The untold human story of a massacre of Korean civilians by American soldiers in the early days of the Korean War, by the Pulitzer Prize-winning journalists who uncovered it

In the fall of 1999, a team of Associated Press investigative reporters broke the news that U.S. troops had massacred a large group of South Korean civilians early in the Korean War. On the eve of that pivotal war's 50th anniversary, their reports brought to light a story that had been supressed for decades, confirming allegations the U.S. military had sought to dismiss. It made headlines around the world.
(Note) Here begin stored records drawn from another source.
//! Request builder for fluent API

use dashlm_core::{BuildError, Message, Model, Parameters, Request, ResponseFormat, Role};

/// Builder for constructing requests with a fluent API
///
/// # Examples
///
/// ```
/// use dashlm_client::RequestBuilder;
///
/// let request = RequestBuilder::new()
///     .system("你是一个专业的翻译")
///     .user("你好")
///     .assistant("Hello")
///     .user("你好,你的名字是？")
///     .temperature(0.7)
///     .build();
/// assert_eq!(request.messages.len(), 4);
/// ```
#[derive(Debug, Clone, Default)]
pub struct RequestBuilder {
    messages: Vec<Message>,
    model: Option<Model>,
    parameters: Parameters,
    response_format: Option<ResponseFormat>,
}

impl RequestBuilder {
    /// Create a new request builder
    pub fn new() -> Self {
        Self::default()
    }

    /// Add a system message
    pub fn system(self, content: impl Into<String>) -> Self {
        self.message(Role::System, content)
    }

    /// Add a user message
    pub fn user(self, content: impl Into<String>) -> Self {
        self.message(Role::User, content)
    }

    /// Add an assistant message
    pub fn assistant(self, content: impl Into<String>) -> Self {
        self.message(Role::Assistant, content)
    }

    /// Add a message with a specific role and content
    pub fn message(mut self, role: Role, content: impl Into<String>) -> Self {
        self.messages.push(Message::text(role, content));
        self
    }

    /// Add multiple messages
    pub fn messages(mut self, messages: impl IntoIterator<Item = Message>) -> Self {
        self.messages.extend(messages);
        self
    }

    /// Set the model
    pub fn model(mut self, model: impl Into<Model>) -> Self {
        self.model = Some(model.into());
        self
    }

    /// Set the temperature (0.0 to 2.0)
    pub fn temperature(mut self, temperature: f32) -> Self {
        self.parameters.temperature = Some(temperature);
        self
    }

    /// Set the maximum number of tokens
    pub fn max_tokens(mut self, max_tokens: u32) -> Self {
        self.parameters.max_tokens = Some(max_tokens);
        self
    }

    /// Set the top_p parameter
    pub fn top_p(mut self, top_p: f32) -> Self {
        self.parameters.top_p = Some(top_p);
        self
    }

    /// Set stop sequences
    pub fn stop(mut self, stop: impl Into<Vec<String>>) -> Self {
        self.parameters.stop = Some(stop.into());
        self
    }

    /// Set the random seed
    pub fn seed(mut self, seed: u64) -> Self {
        self.parameters.seed = Some(seed);
        self
    }

    /// Set custom parameters
    pub fn parameters(mut self, parameters: Parameters) -> Self {
        self.parameters = parameters;
        self
    }

    /// Set the response format
    pub fn response_format(mut self, format: ResponseFormat) -> Self {
        self.response_format = Some(format);
        self
    }

    /// Request JSON object output
    pub fn json_mode(mut self) -> Self {
        self.response_format = Some(ResponseFormat::JsonObject);
        self
    }

    /// Build the request
    ///
    /// An empty conversation is rejected by the provider when sent; use
    /// [`try_build`](Self::try_build) to catch it here.
    pub fn build(self) -> Request {
        Request {
            messages: self.messages,
            model: self.model,
            parameters: self.parameters,
            response_format: self.response_format,
        }
    }

    /// Try to build the request, returning an error if validation fails
    pub fn try_build(self) -> Result<Request, BuildError> {
        if self.messages.is_empty() {
            return Err(BuildError::NoMessages);
        }
        Ok(self.build())
    }
}

#[cfg(test)]
mod tests {
    use super::*;

    #[test]
    fn test_builder_basic() {
        let request = RequestBuilder::new()
            .system("AI助理,简洁回答")
            .user("我有100元")
            .build();

        assert_eq!(request.messages.len(), 2);
        assert_eq!(request.messages[0].role, Role::System);
        assert_eq!(request.messages[1].role, Role::User);
        assert_eq!(request.response_format, None);
    }

    #[test]
    fn test_builder_with_parameters() {
        let request = RequestBuilder::new()
            .user("Hello")
            .temperature(0.7)
            .max_tokens(100)
            .top_p(0.9)
            .seed(7)
            .stop(vec!["\n\n".to_string()])
            .build();

        assert_eq!(request.parameters.temperature, Some(0.7));
        assert_eq!(request.parameters.max_tokens, Some(100));
        assert_eq!(request.parameters.top_p, Some(0.9));
        assert_eq!(request.parameters.seed, Some(7));
        assert_eq!(request.parameters.stop, Some(vec!["\n\n".to_string()]));
    }

    #[test]
    fn test_builder_with_model_and_json() {
        let request = RequestBuilder::new()
            .user("Hello")
            .model("qwen-plus")
            .json_mode()
            .build();

        assert_eq!(request.model, Some(Model::new("qwen-plus")));
        assert!(request.wants_json());
    }

    #[test]
    fn test_try_build_no_messages() {
        let result = RequestBuilder::new().try_build();
        assert!(matches!(result, Err(BuildError::NoMessages)));
    }
}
In The Bridge at No Gun Ri, the team tells the larger, human story behind the incident through the eyes of the people who survived it: on the American side, the green recruits of the "good time" U.S. occupation army in Japan made up of teenagers who viewed unarmed farmers as enemies and generals who had never led men into battle; on the Korean side, the peasant families forced to flee their ancestral village caught between the invading North Koreans and the U.S. Army. The narrative looks at victims both Korean and American; at the ordinary lives and high-level decisions that led to the fatal encounter; at the terror of the three-day slaughter; at the memories and ghosts that forever haunted the survivors. The story of No Gun Ri also illuminates the larger story of the Korean War-also known as the Forgotten War-and how an arbitrary decision to divide the country in 1945 led to the first armed conflict of the Cold War.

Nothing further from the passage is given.